This post was originally published by Arti Brannon on lessonly.com.
As a former inbound sales rep, I’ve experienced my share of sales training, and I can confidently say that it would be impossible to do my job without quality sales enablement (and also hours and hours of practice).
First things first
But, before I go any further, I want to first clarify what is sales enablement vs. sales operations: We define sales operations as the “boots-on-the-ground team that is closely aligned with the daily activities of the sales team.”
Now, let’s talk about enablement. You may have already come across a sales enablement definition like, “The activities, systems, processes and information that support and promote knowledge-based sales interactions with clients and prospects” (from the Gartner sales enablement description here). We like to think of sales enablement as the strategic alignment between the people and technology that drive sales success. If you want to really dive into the difference between sales ops and sales enablement even more, check out this post.
So, how do you do sales enablement?
Chances are, you may already be employing a sales enablement strategy even if you don’t have sales enablement roles in your org at the moment.
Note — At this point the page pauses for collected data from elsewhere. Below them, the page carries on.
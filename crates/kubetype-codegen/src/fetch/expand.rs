//! Template expansion of kustomize-style directories.

use async_trait::async_trait;
use miette::{IntoDiagnostic, Result, WrapErr, miette};
use std::path::Path;
use tokio::process::Command;

pub const DEFAULT_PROGRAM: &str = "kustomize";

/// Renders a directory of templates into a multi-document YAML stream
#[async_trait]
pub trait TemplateExpander: Send + Sync {
    async fn expand(&self, dir: &Path) -> Result<String>;
}

/// Runs `<program> build <dir>`
#[derive(Debug, Clone)]
pub struct Kustomize {
    pub program: String,
}

impl Kustomize {
    pub fn new(program: impl Into<String>) -> Self {
        Self {
            program: program.into(),
        }
    }
}

impl Default for Kustomize {
    fn default() -> Self {
        Self::new(DEFAULT_PROGRAM)
    }
}

#[async_trait]
impl TemplateExpander for Kustomize {
    async fn expand(&self, dir: &Path) -> Result<String> {
        tracing::debug!(program = %self.program, dir = %dir.display(), "running template expansion");

        let output = Command::new(&self.program)
            .arg("build")
            .arg(dir)
            .output()
            .await
            .into_diagnostic()
            .wrap_err_with(|| format!("Failed to run {}", self.program))?;

        if !output.status.success() {
            let stderr = String::from_utf8_lossy(&output.stderr);
            return Err(miette!("{} build failed: {}", self.program, stderr.trim()));
        }

        String::from_utf8(output.stdout)
            .into_diagnostic()
            .wrap_err("Expansion output is not valid UTF-8")
    }
}

#[cfg(test)]
mod tests {
    use super::*;

    #[tokio::test]
    async fn test_missing_program_is_an_error() {
        let dir = tempfile::tempdir().expect("tempdir");
        let expander = Kustomize::new("kubetype-no-such-program");
        assert!(expander.expand(dir.path()).await.is_err());
    }

    #[cfg(unix)]
    #[tokio::test]
    async fn test_non_zero_exit_is_an_error() {
        // `false build <dir>` exits 1
        let dir = tempfile::tempdir().expect("tempdir");
        let expander = Kustomize::new("false");
        assert!(expander.expand(dir.path()).await.is_err());
    }

    #[cfg(unix)]
    #[tokio::test]
    async fn test_stdout_is_returned() {
        // `echo build <dir>` prints its arguments
        let dir = tempfile::tempdir().expect("tempdir");
        let expander = Kustomize::new("echo");
        let output = expander.expand(dir.path()).await.expect("expand");
        assert!(output.starts_with("build "));
    }
}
Functions like communication, training, and content management can be owned by a combination of technology like Google drive, processes like live training, and project owners like sales managers, marketing teams, and operations leaders.
What sales enablement software will do is be the glue in your sales enablement plan. When your project owners are spending more time on live training, communicating the same info to reps individually, or manually deleting old versions of docs, it might be time to look into dedicated tools.
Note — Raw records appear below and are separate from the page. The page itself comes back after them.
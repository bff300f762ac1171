use crate::declarations::{
    AliasDecl, Declaration, Module, ModuleSet, RecordDecl, ScalarType, TypeExpr, TypeRef,
};
use crate::description::DocComment;
use proc_macro2::TokenStream;
use quote::quote;
use smol_str::SmolStr;
use std::collections::HashSet;

use super::RustEmitter;
use super::utils::{
    UniqueNames, field_ident, generate_doc_comment, ident_text, make_ident,
    value_to_variant_name,
};

/// Emits the items of a single module.
///
/// Unions, intersections and literal unions that appear inside another type
/// are hoisted into their own items; `names` keeps those unique within the
/// module.
pub(super) struct ModuleEmitter<'e, 'm> {
    emitter: &'e RustEmitter<'m>,
    module: &'m Module,
    names: UniqueNames,
    hoisted: Vec<TokenStream>,
}

impl<'e, 'm> ModuleEmitter<'e, 'm> {
    pub(super) fn new(emitter: &'e RustEmitter<'m>, module: &'m Module) -> Self {
        let mut names = UniqueNames::new();
        for declaration in module.declarations() {
            names.reserve(ident_text(&make_ident(declaration.name())));
        }
        Self {
            emitter,
            module,
            names,
            hoisted: Vec::new(),
        }
    }

    /// All items of the module, declarations first, hoisted types after
    pub(super) fn generate(mut self) -> Vec<TokenStream> {
        let mut items = Vec::with_capacity(self.module.len());
        for declaration in self.module.declarations() {
            let item = match declaration {
                Declaration::Record(record) => self.generate_record(record),
                Declaration::Alias(alias) => self.generate_alias(alias),
            };
            items.push(item);
        }
        items.append(&mut self.hoisted);
        items
    }

    fn generate_record(&mut self, record: &RecordDecl) -> TokenStream {
        let ident = make_ident(&record.name);
        let doc = generate_doc_comment(&record.docs);

        let mut field_names = UniqueNames::new();
        let mut fields = Vec::with_capacity(record.fields.len());
        for field in &record.fields {
            let base = field_ident(&field.name);
            let field_name = field_names.claim_with(&ident_text(&base), "_");
            let member = make_ident(&field_name);

            let owner = format!("{}_{}", record.name, field_name);
            let ty = self.rust_type(&field.ty, &owner, true);
            let field_doc = generate_doc_comment(&field.docs);

            let rename = if field_name != field.name.as_str() {
                let raw = field.name.as_str();
                quote! { #[serde(rename = #raw)] }
            } else {
                quote! {}
            };

            fields.push(if field.optional {
                quote! {
                    #field_doc
                    #rename
                    #[serde(skip_serializing_if = "std::option::Option::is_none")]
                    pub #member: std::option::Option<#ty>,
                }
            } else {
                quote! {
                    #field_doc
                    #rename
                    pub #member: #ty,
                }
            });
        }

        quote! {
            #doc
            #[derive(serde::Serialize, serde::Deserialize, Debug, Clone, PartialEq)]
            pub struct #ident {
                #(#fields)*
            }
        }
    }

    fn generate_alias(&mut self, alias: &AliasDecl) -> TokenStream {
        let name = ident_text(&make_ident(&alias.name));

        match &alias.ty {
            TypeExpr::Union(parts) if !parts.is_empty() => {
                self.generate_union(&name, parts, &alias.docs)
            }
            TypeExpr::Intersection(parts) if !parts.is_empty() => {
                self.generate_intersection(&name, parts, &alias.docs)
            }
            TypeExpr::LiteralUnion(values) => {
                self.generate_literal_union(&name, values, &alias.docs)
            }
            ty => {
                let ident = make_ident(&name);
                let doc = generate_doc_comment(&alias.docs);
                let start = TypeRef::new(self.module.path().clone(), alias.name.clone());

                match alias_cycle(self.emitter.modules, &start, ty) {
                    Some(AliasCycle::Direct) => {
                        tracing::warn!(
                            module = %self.module.path(),
                            name = %alias.name,
                            "alias expands to itself, emitting untyped value"
                        );
                        quote! {
                            #doc
                            pub type #ident = serde_json::Value;
                        }
                    }
                    Some(AliasCycle::ThroughContainer) => {
                        tracing::debug!(
                            module = %self.module.path(),
                            name = %alias.name,
                            "recursive alias, emitting newtype"
                        );
                        let rust_type = self.rust_type(ty, &name, true);
                        quote! {
                            #doc
                            #[derive(serde::Serialize, serde::Deserialize, Debug, Clone, PartialEq)]
                            pub struct #ident(pub #rust_type);
                        }
                    }
                    None => {
                        let rust_type = self.rust_type(ty, &name, false);
                        quote! {
                            #doc
                            pub type #ident = #rust_type;
                        }
                    }
                }
            }
        }
    }

    /// An untagged enum with one variant per branch
    fn generate_union(&mut self, name: &str, parts: &[TypeExpr], docs: &DocComment) -> TokenStream {
        let ident = make_ident(name);
        let doc = generate_doc_comment(docs);

        let mut variant_names = UniqueNames::new();
        let variants: Vec<_> = distinct(parts)
            .into_iter()
            .enumerate()
            .map(|(i, part)| {
                let variant_name = variant_names.claim(&variant_base_name(part, i));
                let variant_ident = make_ident(&variant_name);
                let owner = format!("{}_{}", name, variant_name);
                let ty = self.rust_type(part, &owner, true);
                quote! { #variant_ident(#ty) }
            })
            .collect();

        quote! {
            #doc
            #[derive(serde::Serialize, serde::Deserialize, Debug, Clone, PartialEq)]
            #[serde(untagged)]
            pub enum #ident {
                #(#variants,)*
            }
        }
    }

    /// A struct flattening every part into one object
    fn generate_intersection(
        &mut self,
        name: &str,
        parts: &[TypeExpr],
        docs: &DocComment,
    ) -> TokenStream {
        let ident = make_ident(name);
        let doc = generate_doc_comment(docs);

        let fields: Vec<_> = distinct(parts)
            .into_iter()
            .enumerate()
            .map(|(i, part)| {
                let member = make_ident(&format!("part{}", i));
                let owner = format!("{}_part{}", name, i);
                let ty = self.rust_type(part, &owner, true);
                quote! {
                    #[serde(flatten)]
                    pub #member: #ty,
                }
            })
            .collect();

        quote! {
            #doc
            #[derive(serde::Serialize, serde::Deserialize, Debug, Clone, PartialEq)]
            pub struct #ident {
                #(#fields)*
            }
        }
    }

    /// A fieldless enum whose variants serialize as the exact literal texts
    fn generate_literal_union(
        &mut self,
        name: &str,
        values: &[SmolStr],
        docs: &DocComment,
    ) -> TokenStream {
        let ident = make_ident(name);
        let doc = generate_doc_comment(docs);

        let mut variant_names = UniqueNames::new();
        let variants: Vec<_> = distinct(values)
            .into_iter()
            .map(|value| {
                let variant_ident = make_ident(&variant_names.claim(&value_to_variant_name(value)));
                let literal = value.as_str();
                quote! {
                    #[serde(rename = #literal)]
                    #variant_ident
                }
            })
            .collect();

        quote! {
            #doc
            #[derive(serde::Serialize, serde::Deserialize, Debug, Clone, Copy, PartialEq, Eq, Hash)]
            pub enum #ident {
                #(#variants,)*
            }
        }
    }

    /// Rust type for a type expression.
    ///
    /// `owner` names any item hoisted out of this position. References are
    /// boxed when `direct` is set, since they may be recursive.
    fn rust_type(&mut self, ty: &TypeExpr, owner: &str, direct: bool) -> TokenStream {
        match ty {
            TypeExpr::Reference(target) => {
                let path = self.emitter.reference_path(target);
                if direct {
                    quote! { std::boxed::Box<#path> }
                } else {
                    path
                }
            }
            TypeExpr::Array(inner) => {
                let inner = self.rust_type(inner, owner, false);
                quote! { std::vec::Vec<#inner> }
            }
            TypeExpr::MapOf(inner) => {
                let inner = self.rust_type(inner, owner, false);
                quote! { std::collections::BTreeMap<std::string::String, #inner> }
            }
            TypeExpr::Scalar(ScalarType::String) => quote! { std::string::String },
            TypeExpr::Scalar(ScalarType::Number) => quote! { f64 },
            TypeExpr::Scalar(ScalarType::Boolean) => quote! { bool },
            TypeExpr::Scalar(ScalarType::Object) => {
                quote! { serde_json::Map<std::string::String, serde_json::Value> }
            }
            TypeExpr::Union(parts) | TypeExpr::Intersection(parts) if parts.is_empty() => {
                quote! { serde_json::Value }
            }
            TypeExpr::Any => quote! { serde_json::Value },
            TypeExpr::Union(parts) => {
                let name = self.claim_item_name(owner);
                let item = self.generate_union(&name, parts, &DocComment::default());
                self.hoist(&name, item)
            }
            TypeExpr::Intersection(parts) => {
                let name = self.claim_item_name(owner);
                let item = self.generate_intersection(&name, parts, &DocComment::default());
                self.hoist(&name, item)
            }
            TypeExpr::LiteralUnion(values) => {
                let name = self.claim_item_name(owner);
                let item = self.generate_literal_union(&name, values, &DocComment::default());
                self.hoist(&name, item)
            }
        }
    }

    fn claim_item_name(&mut self, owner: &str) -> String {
        self.names.claim(&ident_text(&make_ident(owner)))
    }

    fn hoist(&mut self, name: &str, item: TokenStream) -> TokenStream {
        tracing::trace!(module = %self.module.path(), name, "hoisting nested type");
        self.hoisted.push(item);
        let ident = make_ident(name);
        quote! { #ident }
    }
}

/// Parts in first-seen order, without repeats. Merged documents concatenate
/// `allOf` and `enum` lists, so the same part can appear several times.
fn distinct<T: PartialEq>(parts: &[T]) -> Vec<&T> {
    let mut unique: Vec<&T> = Vec::with_capacity(parts.len());
    for part in parts {
        if !unique.contains(&part) {
            unique.push(part);
        }
    }
    unique
}

/// How an alias refers back to itself
#[derive(Debug, Clone, Copy, PartialEq, Eq)]
enum AliasCycle {
    /// Only through other aliases; the type has no finite expansion
    Direct,
    /// Through a `Vec` or map, so a newtype can break it
    ThroughContainer,
}

/// Follow `ty` through references to plain aliases and into arrays and maps,
/// looking for `start`.
///
/// Records and aliases emitted as enums or structs are nominal types and end
/// the walk.
fn alias_cycle(modules: &ModuleSet, start: &TypeRef, ty: &TypeExpr) -> Option<AliasCycle> {
    fn walk(
        modules: &ModuleSet,
        start: &TypeRef,
        ty: &TypeExpr,
        contained: bool,
        visited: &mut HashSet<TypeRef>,
    ) -> Option<AliasCycle> {
        match ty {
            TypeExpr::Reference(target) if target == start => Some(if contained {
                AliasCycle::ThroughContainer
            } else {
                AliasCycle::Direct
            }),
            TypeExpr::Reference(target) => {
                if !visited.insert(target.clone()) {
                    return None;
                }
                match modules.resolve(target) {
                    Some(Declaration::Alias(alias)) if !is_nominal(&alias.ty) => {
                        walk(modules, start, &alias.ty, contained, visited)
                    }
                    _ => None,
                }
            }
            TypeExpr::Array(inner) | TypeExpr::MapOf(inner) => {
                walk(modules, start, inner, true, visited)
            }
            _ => None,
        }
    }

    walk(modules, start, ty, false, &mut HashSet::new())
}

/// Alias types that are emitted as their own enum or struct
fn is_nominal(ty: &TypeExpr) -> bool {
    match ty {
        TypeExpr::Union(parts) | TypeExpr::Intersection(parts) => !parts.is_empty(),
        TypeExpr::LiteralUnion(_) => true,
        _ => false,
    }
}

/// Base variant name for one union branch
fn variant_base_name(part: &TypeExpr, index: usize) -> String {
    match part {
        TypeExpr::Reference(target) => value_to_variant_name(&target.name),
        TypeExpr::Scalar(ScalarType::String) => "String".to_string(),
        TypeExpr::Scalar(ScalarType::Number) => "Number".to_string(),
        TypeExpr::Scalar(ScalarType::Boolean) => "Boolean".to_string(),
        TypeExpr::Scalar(ScalarType::Object) => "Object".to_string(),
        TypeExpr::Array(_) => "Array".to_string(),
        TypeExpr::MapOf(_) => "Map".to_string(),
        TypeExpr::Any => "Value".to_string(),
        _ => format!("Variant{}", index),
    }
}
Whether you lead a growing sales team and are considering making the some of the first additions to your tech stack, or you already have 12+ different tools that a new software purchase will need to work well with.
When it comes to software buying, investing wisely is king! What’s interesting about the most recent SalesTech Benchmark Survey by Smart Selling Tools, is that 97% of the responding B2B businesses from a variety of industries intended to spend about the same or even more on sales tools in 2020 (and this survey was compiled before the pandemic became a driver for investing in remote work). And, just as a quick sidebar, of all the sales tech categories, sales enablement software enjoys the highest perceived value and satisfaction ratings.
It’s all about ROI
The bottom line is you need tools that drive revenue for your business. The sales enablement tech landscape is vast, so let’s start by reviewing some ROI criteria to consider.
1. Employee satisfaction
Let’s face it, whether you’re setting targets to reduce churn among sales reps, or looking for ways to improve team morale, keeping your finger on the pulse of this handy metric can help you assess the overall health and culture of your sales org.
2. Team performance
Making sure your revenue-driving teams have the technology they need to do their jobs should be a no brainer. This is about whether they can pitch your newest products with confidence, send the most accurate docs to prospects to shorten deal cycles, and have all the relevant info they need to create delightful buying experiences.
3. $$$ (aka, revenue)
This powerful metric needs no introduction—more closed sales, higher deal sizes, shorter sales cycles. Enough said.
4. Efficiency + scalability
Freeing up time for your sales reps to sell and everyone else to focus on the more strategic functions of their roles matters. Most sales enablement platforms should be able to speak to this win, win, win scenario!
5. Sales readiness, training, and coaching
Training, coaching, and measuring sales readiness is a core component of the sales enablement framework. Platforms like Lessonly by Seismic help make continuous training and practice simple for your sales teams. While you can track progress and gain insights into your sales reps’ skills right in the tool, many teams also leverage a conversation intelligence tool like Gong or Chorus to analyze calls, measure performance, and identify skills gaps to inform your ongoing training.
6. Content management
With content management systems built with sales teams in mind, you’ll find you can do more than just store and pull digital content. Sales enablement tools like Seismic and Highspot will integrate with other core tools, like your CRM and email, to make sending content, reporting to Salesforce, and delivering relevant feedback to marketing a breeze.
My hope is that you take the information in this blog post—so the definitions and the six key ROI-driving pieces of the sales enablement puzzle—and run with it. Just remember sales enablement systems take months to develop; therefore, they are always changing. The future of sales enablement imagined for a company now is in no way the absolute future that it will be. But you have to start somewhere, right? Happy enabling!